Sous couvert d'humour, dans mes soirées post-it, je n'ai pas ce moment de flottement erratique où je me demande "mais qui il est en fait ?". L'erreur 404. Le blue screen of death de mon cerveau. Ce moment qui me fait souvent partir en courant et qui gâche la soirée de la personne qui aura couru après moi. 

Oui, les filles, les gars, se faire courir après est largement overrated.  
Enfin, si vous êtes aussi angoissée que moi à l'idée de rendre la vie des autres moins bien par votre unique présence.

Et oui, quand je bloque sur vous, ce n'est pas parce que je veux votre corps/votre âme/votre bouteille (enfin si, peut-être), c'est parce que je me demande : "qui es-tu pour moi ? que seras-tu pour moi ? pourquoi es-tu dans ma vie ?". 

La réponse se limite souvent à un prénom, une vague occupation professionnelle, quant au "quand", c'est souvent "plus rien dans 3 mois" et enfin "pourquoi ?" : un hasard pur et simple.

Non, la question qui reste le plus en suspend est "...pourquoi es-tu resté ?". 

Ceux qui me plaisent le plus sont ceux qui restent. C'est rare ceux qui restent.

Alors oui, passer à côté de quelqu'un et lui coller un post-it sur le poitrail l'air de rien est un moyen pour moi de trouver calmement des réponses à mes questions. A me forger ma propre vérité, vérité de consolation, mais vérité quand même. C'est surtout un moyen de vous dire ce que vous êtes pour moi sans tomber dans le larmoyant "mais tu sais biiien que je t'adoooore" que vous prenez toujours - si - comme un boulet que j'attache à votre cheville. 

Et puis un post-it ça n'est jamais assimilé à une tentative de drague. 
(A part dans Grey's anatomy mais passons.)

En ce moment, et depuis plus d'un an, j'aimerais coller un post-it sur le blog d'un garçon à qui je parle de temps en temps, un possesseur de vérité, une des rares personnes qui me fasse sourire à chaque fois qu'elle m'adresse la parole - d'un sourire qui vient du ventre, un être de lumière(s), de petits riens et de bonheur. Un garçon à qui je parle peu parce que j'aurais peur de perturber son monde avec mes tempêtes, mes trous noirs et mon néant. 
L'inverse de moi. 
J'aimerais coller un post-it sur son blog qui dirait "tu as du talent". Juste pour qu'il le sache. 
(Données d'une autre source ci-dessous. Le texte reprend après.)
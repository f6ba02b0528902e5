//! Leave request repository.

use async_trait::async_trait;
use sqlx::PgPool;
use tracing::debug;

use workforce_core::error::{AppError, ErrorKind};
use workforce_core::result::AppResult;
use workforce_core::types::pagination::{PageRequest, PageResponse};
use workforce_core::types::{EmployeeId, LeaveId};
use workforce_entity::leave::{
    CreateLeave, LeaveDecision, LeaveFilter, LeaveRequest, LeaveStatus, LeaveView,
};

/// Leave request persistence.
#[async_trait]
pub trait LeaveRepository: Send + Sync {
    /// Insert a `Pending` request unless it overlaps an active one of the same employee.
    async fn create(&self, data: &CreateLeave) -> AppResult<LeaveRequest>;
    /// Joined view of one request.
    async fn find_view(&self, id: LeaveId) -> AppResult<Option<LeaveView>>;
    /// One employee's requests, filtered, newest first, paginated.
    async fn list_for_employee(
        &self,
        employee_id: EmployeeId,
        filter: &LeaveFilter,
        page: &PageRequest,
    ) -> AppResult<PageResponse<LeaveRequest>>;
    /// Every request with employee display fields, newest first.
    async fn list_all(&self) -> AppResult<Vec<LeaveView>>;
    /// Apply an admin decision atomically.
    ///
    /// Fails with `NotFound` if the request is absent and `Conflict` if it
    /// was already decided the other way.
    async fn decide(&self, id: LeaveId, decision: LeaveDecision) -> AppResult<LeaveRequest>;
}

/// PostgreSQL-backed [`LeaveRepository`].
#[derive(Debug, Clone)]
pub struct PgLeaveRepository {
    pool: PgPool,
}

impl PgLeaveRepository {
    /// Create a new leave repository.
    pub fn new(pool: PgPool) -> Self {
        Self { pool }
    }
}

const VIEW_SELECT: &str = "SELECT l.*, e.account_id, e.employee_code, \
                                  a.name AS employee_name, a.email AS employee_email, \
                                  e.designation, a.profile_image, d.name AS department_name \
                           FROM leave_requests l \
                           JOIN employees e ON e.id = l.employee_id \
                           JOIN accounts a ON a.id = e.account_id \
                           LEFT JOIN departments d ON d.id = e.department_id";

fn db_err(action: &'static str) -> impl FnOnce(sqlx::Error) -> AppError {
    move |e| AppError::with_source(ErrorKind::Database, action, e)
}

#[async_trait]
impl LeaveRepository for PgLeaveRepository {
    async fn create(&self, data: &CreateLeave) -> AppResult<LeaveRequest> {
        let mut tx = self
            .pool
            .begin()
            .await
            .map_err(db_err("Failed to begin transaction"))?;

        // Row lock serialises concurrent filings by the same employee.
        let locked: Option<EmployeeId> =
            sqlx::query_scalar("SELECT id FROM employees WHERE id = $1 FOR UPDATE")
                .bind(data.employee_id)
                .fetch_optional(&mut *tx)
                .await
                .map_err(db_err("Failed to lock employee"))?;
        if locked.is_none() {
            return Err(AppError::not_found(format!(
                "Employee {} not found",
                data.employee_id
            )));
        }

        let overlapping: bool = sqlx::query_scalar(
            "SELECT EXISTS (SELECT 1 FROM leave_requests \
                            WHERE employee_id = $1 \
                              AND status IN ('Pending', 'Approved') \
                              AND start_date <= $3 AND $2 <= end_date)",
        )
        .bind(data.employee_id)
        .bind(data.start_date)
        .bind(data.end_date)
        .fetch_one(&mut *tx)
        .await
        .map_err(db_err("Failed to check overlapping leave"))?;
        if overlapping {
            return Err(AppError::conflict(
                "Leave request overlaps an existing pending or approved request",
            ));
        }

        let leave = sqlx::query_as::<_, LeaveRequest>(
            "INSERT INTO leave_requests (id, employee_id, leave_type, start_date, end_date, reason, status) \
             VALUES ($1, $2, $3, $4, $5, $6, 'Pending') \
             RETURNING *",
        )
        .bind(LeaveId::new())
        .bind(data.employee_id)
        .bind(data.leave_type)
        .bind(data.start_date)
        .bind(data.end_date)
        .bind(&data.reason)
        .fetch_one(&mut *tx)
        .await
        .map_err(|e| match e {
            sqlx::Error::Database(ref db) if db.constraint().is_some_and(|c| {
                c == "leave_requests_date_order" || c == "leave_requests_reason_present"
            }) => AppError::validation("Leave request failed date or reason checks"),
            _ => AppError::with_source(ErrorKind::Database, "Failed to create leave request", e),
        })?;

        tx.commit()
            .await
            .map_err(db_err("Failed to commit leave request"))?;
        Ok(leave)
    }

    async fn find_view(&self, id: LeaveId) -> AppResult<Option<LeaveView>> {
        sqlx::query_as::<_, LeaveView>(&format!("{VIEW_SELECT} WHERE l.id = $1"))
            .bind(id)
            .fetch_optional(&self.pool)
            .await
            .map_err(db_err("Failed to load leave request"))
    }

    async fn list_for_employee(
        &self,
        employee_id: EmployeeId,
        filter: &LeaveFilter,
        page: &PageRequest,
    ) -> AppResult<PageResponse<LeaveRequest>> {
        const WHERE: &str = "WHERE employee_id = $1 \
                               AND ($2::leave_status IS NULL OR status = $2) \
                               AND ($3::leave_type IS NULL OR leave_type = $3)";

        let total: i64 =
            sqlx::query_scalar(&format!("SELECT COUNT(*) FROM leave_requests {WHERE}"))
                .bind(employee_id)
                .bind(filter.status)
                .bind(filter.leave_type)
                .fetch_one(&self.pool)
                .await
                .map_err(db_err("Failed to count leave requests"))?;
        let total = u64::try_from(total).unwrap_or_default();

        let offset = match i64::try_from(page.offset()) {
            Ok(offset) if page.offset() < total => offset,
            _ => return Ok(PageResponse::new(Vec::new(), page, total)),
        };
        let limit = i64::try_from(page.limit).unwrap_or(i64::MAX);

        let items = sqlx::query_as::<_, LeaveRequest>(&format!(
            "SELECT * FROM leave_requests {WHERE} \
             ORDER BY created_at DESC, id DESC LIMIT $4 OFFSET $5"
        ))
        .bind(employee_id)
        .bind(filter.status)
        .bind(filter.leave_type)
        .bind(limit)
        .bind(offset)
        .fetch_all(&self.pool)
        .await
        .map_err(db_err("Failed to list leave requests"))?;

        Ok(PageResponse::new(items, page, total))
    }

    async fn list_all(&self) -> AppResult<Vec<LeaveView>> {
        sqlx::query_as::<_, LeaveView>(&format!(
            "{VIEW_SELECT} ORDER BY l.created_at DESC, l.id DESC"
        ))
        .fetch_all(&self.pool)
        .await
        .map_err(db_err("Failed to list all leave requests"))
    }

    async fn decide(&self, id: LeaveId, decision: LeaveDecision) -> AppResult<LeaveRequest> {
        let target = decision.target();
        let updated = sqlx::query_as::<_, LeaveRequest>(
            "UPDATE leave_requests SET status = $2, updated_at = NOW() \
             WHERE id = $1 AND (status = 'Pending' OR status = $2) \
             RETURNING *",
        )
        .bind(id)
        .bind(target)
        .fetch_optional(&self.pool)
        .await
        .map_err(db_err("Failed to update leave status"))?;

        if let Some(leave) = updated {
            return Ok(leave);
        }

        let current: Option<LeaveStatus> =
            sqlx::query_scalar("SELECT status FROM leave_requests WHERE id = $1")
                .bind(id)
                .fetch_optional(&self.pool)
                .await
                .map_err(db_err("Failed to read leave status"))?;

        match current {
            None => Err(AppError::not_found(format!("Leave request {id} not found"))),
            Some(status) => {
                debug!(leave_id = %id, %status, decision = decision.verb(), "Decision refused");
                Err(AppError::conflict(format!(
                    "Leave request is already {status} and cannot be changed"
                )))
            }
        }
    }
}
Même si c'est ma vérité, c'est une vérité quand même.

dimanche 9 octobre 2011

Volatile Times


Pendant mes années de solitude, quelques garçons m'ont beaucoup aidé.
Ces garçons écrivaient leurs chansons comme j'écrivais mon blog et, malgré les kilomètres, les années, les drogues et le rock&roll, vous vivions à peu près la même chose. 

Il y avait Beckett. 
William "Bill" Eugene Beckett. Frontman de The Academy is. Gentillet groupe de punk-rock de Chicago.
Littéraire averti. Amoureux fidèle. Joli gueule s'il en est.


J'ai rebattu les oreilles de tout le monde avec lui, j'ai même pris des ciseaux et me suis coupée les cheveux comme lui : Beckett a été ma dernière teenage idol. 

Aujourd'hui, il a annoncé sur son blog la séparation du groupe, - qui ne faisait plus rien de bon depuis Santi, petit bijou pop méconnu.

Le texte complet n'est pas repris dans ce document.